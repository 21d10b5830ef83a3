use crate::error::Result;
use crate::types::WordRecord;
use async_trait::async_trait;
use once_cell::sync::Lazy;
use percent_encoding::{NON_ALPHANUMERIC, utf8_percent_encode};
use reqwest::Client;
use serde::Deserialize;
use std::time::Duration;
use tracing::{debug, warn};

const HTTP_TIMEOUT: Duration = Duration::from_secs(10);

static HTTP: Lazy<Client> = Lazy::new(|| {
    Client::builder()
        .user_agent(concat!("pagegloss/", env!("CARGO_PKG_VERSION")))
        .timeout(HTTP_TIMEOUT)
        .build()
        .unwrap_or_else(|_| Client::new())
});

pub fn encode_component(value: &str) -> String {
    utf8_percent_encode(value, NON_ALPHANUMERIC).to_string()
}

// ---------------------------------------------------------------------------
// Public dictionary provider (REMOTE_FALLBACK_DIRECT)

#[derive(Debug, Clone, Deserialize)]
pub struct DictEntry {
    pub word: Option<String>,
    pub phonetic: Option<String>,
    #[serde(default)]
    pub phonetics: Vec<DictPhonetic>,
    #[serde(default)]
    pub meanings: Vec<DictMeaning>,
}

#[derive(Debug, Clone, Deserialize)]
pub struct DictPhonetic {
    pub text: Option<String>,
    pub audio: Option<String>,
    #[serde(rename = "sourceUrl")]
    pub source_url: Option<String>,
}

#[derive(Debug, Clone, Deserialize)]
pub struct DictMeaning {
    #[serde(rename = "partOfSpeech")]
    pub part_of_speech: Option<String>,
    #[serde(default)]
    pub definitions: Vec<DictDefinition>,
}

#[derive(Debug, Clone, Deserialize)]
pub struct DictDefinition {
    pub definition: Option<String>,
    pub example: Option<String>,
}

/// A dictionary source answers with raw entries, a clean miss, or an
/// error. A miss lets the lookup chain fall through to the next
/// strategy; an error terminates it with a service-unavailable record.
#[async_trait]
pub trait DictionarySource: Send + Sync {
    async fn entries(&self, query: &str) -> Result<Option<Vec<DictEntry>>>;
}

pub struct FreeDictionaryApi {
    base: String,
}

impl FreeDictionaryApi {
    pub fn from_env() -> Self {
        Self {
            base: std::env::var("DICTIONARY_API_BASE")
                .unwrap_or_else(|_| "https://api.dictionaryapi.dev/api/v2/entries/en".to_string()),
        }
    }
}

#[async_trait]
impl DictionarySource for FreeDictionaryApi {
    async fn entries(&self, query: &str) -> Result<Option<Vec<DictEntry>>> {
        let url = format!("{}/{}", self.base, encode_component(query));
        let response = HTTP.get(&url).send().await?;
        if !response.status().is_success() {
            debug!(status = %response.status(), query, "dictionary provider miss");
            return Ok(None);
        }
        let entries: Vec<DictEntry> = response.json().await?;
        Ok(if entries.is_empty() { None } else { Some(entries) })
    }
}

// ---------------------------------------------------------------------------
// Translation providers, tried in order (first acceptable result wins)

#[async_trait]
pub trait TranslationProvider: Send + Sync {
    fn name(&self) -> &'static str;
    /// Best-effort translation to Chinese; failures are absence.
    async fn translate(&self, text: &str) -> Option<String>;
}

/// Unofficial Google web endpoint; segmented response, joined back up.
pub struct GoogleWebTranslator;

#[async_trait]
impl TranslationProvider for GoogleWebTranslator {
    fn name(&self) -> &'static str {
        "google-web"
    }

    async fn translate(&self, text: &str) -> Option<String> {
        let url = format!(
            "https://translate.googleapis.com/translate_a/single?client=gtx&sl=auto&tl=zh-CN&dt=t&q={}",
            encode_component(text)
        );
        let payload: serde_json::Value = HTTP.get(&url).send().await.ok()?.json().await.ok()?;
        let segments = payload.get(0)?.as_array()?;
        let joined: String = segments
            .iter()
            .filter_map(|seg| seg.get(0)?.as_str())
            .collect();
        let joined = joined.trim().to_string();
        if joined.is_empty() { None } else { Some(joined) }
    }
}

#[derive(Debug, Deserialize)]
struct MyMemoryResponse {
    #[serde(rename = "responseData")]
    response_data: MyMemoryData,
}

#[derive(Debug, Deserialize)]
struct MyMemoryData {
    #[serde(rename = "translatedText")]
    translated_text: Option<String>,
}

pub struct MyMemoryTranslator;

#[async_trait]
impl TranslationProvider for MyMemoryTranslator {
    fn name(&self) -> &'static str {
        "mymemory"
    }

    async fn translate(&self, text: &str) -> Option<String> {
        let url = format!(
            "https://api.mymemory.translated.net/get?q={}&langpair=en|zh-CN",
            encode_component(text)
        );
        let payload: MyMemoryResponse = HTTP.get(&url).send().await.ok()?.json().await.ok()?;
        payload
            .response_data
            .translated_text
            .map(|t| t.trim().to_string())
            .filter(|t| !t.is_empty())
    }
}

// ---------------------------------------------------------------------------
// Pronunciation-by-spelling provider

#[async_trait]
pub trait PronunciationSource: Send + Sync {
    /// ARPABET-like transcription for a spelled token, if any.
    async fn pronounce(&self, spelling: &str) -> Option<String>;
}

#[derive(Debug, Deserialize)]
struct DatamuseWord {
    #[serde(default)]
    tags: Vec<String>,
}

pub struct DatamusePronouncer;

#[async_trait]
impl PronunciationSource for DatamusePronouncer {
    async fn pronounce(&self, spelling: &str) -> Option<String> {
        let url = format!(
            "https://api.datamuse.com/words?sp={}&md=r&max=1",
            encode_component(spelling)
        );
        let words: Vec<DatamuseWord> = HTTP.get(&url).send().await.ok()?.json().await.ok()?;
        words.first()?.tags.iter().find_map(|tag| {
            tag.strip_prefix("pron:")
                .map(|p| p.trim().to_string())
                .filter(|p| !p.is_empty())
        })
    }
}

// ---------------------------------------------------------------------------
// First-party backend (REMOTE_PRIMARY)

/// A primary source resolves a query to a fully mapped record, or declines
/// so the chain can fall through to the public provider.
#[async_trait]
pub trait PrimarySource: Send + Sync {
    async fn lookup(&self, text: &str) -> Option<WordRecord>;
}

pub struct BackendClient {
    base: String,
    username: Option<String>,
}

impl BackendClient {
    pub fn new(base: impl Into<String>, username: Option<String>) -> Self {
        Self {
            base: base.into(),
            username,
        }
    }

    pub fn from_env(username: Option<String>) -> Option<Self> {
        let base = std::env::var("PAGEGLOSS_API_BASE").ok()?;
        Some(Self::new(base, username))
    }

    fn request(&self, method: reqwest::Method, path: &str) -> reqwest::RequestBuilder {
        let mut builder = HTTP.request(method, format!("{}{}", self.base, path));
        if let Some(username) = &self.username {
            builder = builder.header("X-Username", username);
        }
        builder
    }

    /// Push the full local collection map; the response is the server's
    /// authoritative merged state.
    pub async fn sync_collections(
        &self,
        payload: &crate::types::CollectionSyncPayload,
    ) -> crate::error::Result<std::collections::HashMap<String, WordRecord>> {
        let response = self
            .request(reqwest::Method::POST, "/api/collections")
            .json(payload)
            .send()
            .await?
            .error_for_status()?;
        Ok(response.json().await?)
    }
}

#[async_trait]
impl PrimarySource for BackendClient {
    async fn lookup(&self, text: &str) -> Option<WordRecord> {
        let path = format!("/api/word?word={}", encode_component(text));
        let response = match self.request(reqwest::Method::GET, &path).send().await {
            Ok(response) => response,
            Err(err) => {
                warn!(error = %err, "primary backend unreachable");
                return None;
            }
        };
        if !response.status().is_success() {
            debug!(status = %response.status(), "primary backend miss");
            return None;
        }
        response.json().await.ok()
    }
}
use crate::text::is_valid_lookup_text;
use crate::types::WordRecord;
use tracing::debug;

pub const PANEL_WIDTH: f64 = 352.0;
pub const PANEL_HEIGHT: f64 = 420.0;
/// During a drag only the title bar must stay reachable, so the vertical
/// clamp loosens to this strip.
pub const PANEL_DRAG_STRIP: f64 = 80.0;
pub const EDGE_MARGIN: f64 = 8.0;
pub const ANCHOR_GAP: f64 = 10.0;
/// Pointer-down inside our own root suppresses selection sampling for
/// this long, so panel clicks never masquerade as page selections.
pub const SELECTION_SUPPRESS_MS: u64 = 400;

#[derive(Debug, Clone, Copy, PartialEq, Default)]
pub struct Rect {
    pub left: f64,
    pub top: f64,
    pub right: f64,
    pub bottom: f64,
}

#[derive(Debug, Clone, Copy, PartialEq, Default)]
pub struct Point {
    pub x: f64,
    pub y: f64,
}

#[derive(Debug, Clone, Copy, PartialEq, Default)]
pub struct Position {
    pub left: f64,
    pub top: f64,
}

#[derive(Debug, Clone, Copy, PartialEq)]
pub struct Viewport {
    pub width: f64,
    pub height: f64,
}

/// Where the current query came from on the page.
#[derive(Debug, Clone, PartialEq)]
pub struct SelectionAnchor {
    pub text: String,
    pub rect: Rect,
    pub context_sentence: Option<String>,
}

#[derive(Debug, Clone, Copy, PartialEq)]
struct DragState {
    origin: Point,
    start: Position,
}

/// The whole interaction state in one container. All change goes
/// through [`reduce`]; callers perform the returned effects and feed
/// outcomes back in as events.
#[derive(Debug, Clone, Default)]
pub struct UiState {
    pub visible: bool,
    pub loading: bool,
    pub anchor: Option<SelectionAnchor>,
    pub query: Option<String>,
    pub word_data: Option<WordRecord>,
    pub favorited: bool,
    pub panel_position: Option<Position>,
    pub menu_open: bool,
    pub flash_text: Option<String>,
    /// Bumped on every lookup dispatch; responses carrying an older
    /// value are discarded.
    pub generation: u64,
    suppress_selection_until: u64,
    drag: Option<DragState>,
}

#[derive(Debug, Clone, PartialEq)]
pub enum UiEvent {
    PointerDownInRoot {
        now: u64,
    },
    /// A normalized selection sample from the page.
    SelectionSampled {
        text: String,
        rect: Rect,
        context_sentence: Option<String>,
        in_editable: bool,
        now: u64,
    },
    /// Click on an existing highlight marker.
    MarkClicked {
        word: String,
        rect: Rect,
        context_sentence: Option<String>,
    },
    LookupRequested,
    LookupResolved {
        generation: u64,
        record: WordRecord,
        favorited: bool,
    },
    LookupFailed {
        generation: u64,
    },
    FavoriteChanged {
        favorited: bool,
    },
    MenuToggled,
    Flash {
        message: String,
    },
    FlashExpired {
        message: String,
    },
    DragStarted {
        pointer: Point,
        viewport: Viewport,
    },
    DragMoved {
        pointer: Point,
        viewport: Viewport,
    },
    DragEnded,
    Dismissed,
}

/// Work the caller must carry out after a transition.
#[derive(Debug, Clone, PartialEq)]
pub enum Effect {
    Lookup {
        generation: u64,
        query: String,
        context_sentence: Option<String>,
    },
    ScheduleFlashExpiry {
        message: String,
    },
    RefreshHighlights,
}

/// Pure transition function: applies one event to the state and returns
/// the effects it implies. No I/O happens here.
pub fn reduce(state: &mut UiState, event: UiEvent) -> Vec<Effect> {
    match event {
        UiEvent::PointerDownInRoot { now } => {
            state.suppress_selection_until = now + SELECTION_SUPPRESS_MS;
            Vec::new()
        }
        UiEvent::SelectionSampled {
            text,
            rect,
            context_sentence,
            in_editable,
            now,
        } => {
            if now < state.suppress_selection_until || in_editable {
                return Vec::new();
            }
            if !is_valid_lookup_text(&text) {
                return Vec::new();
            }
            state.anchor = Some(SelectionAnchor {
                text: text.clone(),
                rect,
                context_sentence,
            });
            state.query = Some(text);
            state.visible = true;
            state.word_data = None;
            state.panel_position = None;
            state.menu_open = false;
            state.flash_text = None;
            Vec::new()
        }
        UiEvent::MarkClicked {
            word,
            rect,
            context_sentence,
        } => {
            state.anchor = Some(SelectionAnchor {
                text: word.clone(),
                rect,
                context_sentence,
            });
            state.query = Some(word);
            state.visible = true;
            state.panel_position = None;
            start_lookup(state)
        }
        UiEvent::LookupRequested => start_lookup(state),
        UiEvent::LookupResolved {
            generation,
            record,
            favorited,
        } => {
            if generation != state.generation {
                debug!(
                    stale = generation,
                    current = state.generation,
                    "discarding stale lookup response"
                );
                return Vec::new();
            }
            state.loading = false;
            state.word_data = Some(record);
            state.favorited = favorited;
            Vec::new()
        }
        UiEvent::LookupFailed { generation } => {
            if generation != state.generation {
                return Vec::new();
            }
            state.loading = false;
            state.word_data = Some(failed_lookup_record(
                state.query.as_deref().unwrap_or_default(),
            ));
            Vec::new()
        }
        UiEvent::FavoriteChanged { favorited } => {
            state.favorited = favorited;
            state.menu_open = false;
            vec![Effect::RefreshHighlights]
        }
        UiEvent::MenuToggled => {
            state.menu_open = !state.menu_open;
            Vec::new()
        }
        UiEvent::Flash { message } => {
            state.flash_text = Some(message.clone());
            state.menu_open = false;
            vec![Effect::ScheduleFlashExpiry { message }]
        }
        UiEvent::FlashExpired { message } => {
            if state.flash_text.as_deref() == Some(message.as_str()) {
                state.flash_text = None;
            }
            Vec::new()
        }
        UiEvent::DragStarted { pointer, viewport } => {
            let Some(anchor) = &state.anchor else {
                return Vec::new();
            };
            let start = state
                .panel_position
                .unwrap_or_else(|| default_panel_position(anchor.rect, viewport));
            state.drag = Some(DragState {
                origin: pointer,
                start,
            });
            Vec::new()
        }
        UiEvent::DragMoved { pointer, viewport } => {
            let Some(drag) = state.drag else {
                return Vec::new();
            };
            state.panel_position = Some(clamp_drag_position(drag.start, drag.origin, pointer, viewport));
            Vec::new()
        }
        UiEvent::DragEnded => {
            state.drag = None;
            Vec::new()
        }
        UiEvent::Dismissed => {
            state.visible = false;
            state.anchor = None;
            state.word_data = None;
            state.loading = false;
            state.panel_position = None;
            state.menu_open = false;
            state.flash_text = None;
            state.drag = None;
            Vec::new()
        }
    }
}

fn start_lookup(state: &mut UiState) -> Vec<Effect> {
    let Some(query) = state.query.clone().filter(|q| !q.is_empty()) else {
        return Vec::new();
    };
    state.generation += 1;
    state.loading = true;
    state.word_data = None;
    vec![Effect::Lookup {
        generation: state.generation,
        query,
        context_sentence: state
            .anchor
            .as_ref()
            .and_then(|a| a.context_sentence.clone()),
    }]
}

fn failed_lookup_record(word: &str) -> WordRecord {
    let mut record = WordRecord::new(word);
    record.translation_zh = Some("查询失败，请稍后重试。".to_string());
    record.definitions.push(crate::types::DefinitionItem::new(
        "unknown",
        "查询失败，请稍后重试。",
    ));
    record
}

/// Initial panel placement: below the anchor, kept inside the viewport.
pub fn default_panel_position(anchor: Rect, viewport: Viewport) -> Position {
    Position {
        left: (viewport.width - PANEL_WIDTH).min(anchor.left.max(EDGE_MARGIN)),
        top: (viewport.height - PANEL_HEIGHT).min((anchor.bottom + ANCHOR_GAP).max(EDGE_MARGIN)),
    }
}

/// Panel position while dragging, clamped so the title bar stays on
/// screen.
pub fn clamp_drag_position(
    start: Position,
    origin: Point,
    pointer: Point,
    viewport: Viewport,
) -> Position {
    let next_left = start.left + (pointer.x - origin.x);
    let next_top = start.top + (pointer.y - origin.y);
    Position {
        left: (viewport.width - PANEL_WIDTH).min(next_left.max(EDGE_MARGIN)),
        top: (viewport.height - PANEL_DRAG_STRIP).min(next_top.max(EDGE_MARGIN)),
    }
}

> **YOUR INSTRUCTIONS**
Go through the material above, find each line with the string "查询失败", and copy it.

> **RESPONSE BOX**
    record.translation_zh = Some("查询失败，请稍后重试。".to_string());
        "查询失败，请稍后重试。",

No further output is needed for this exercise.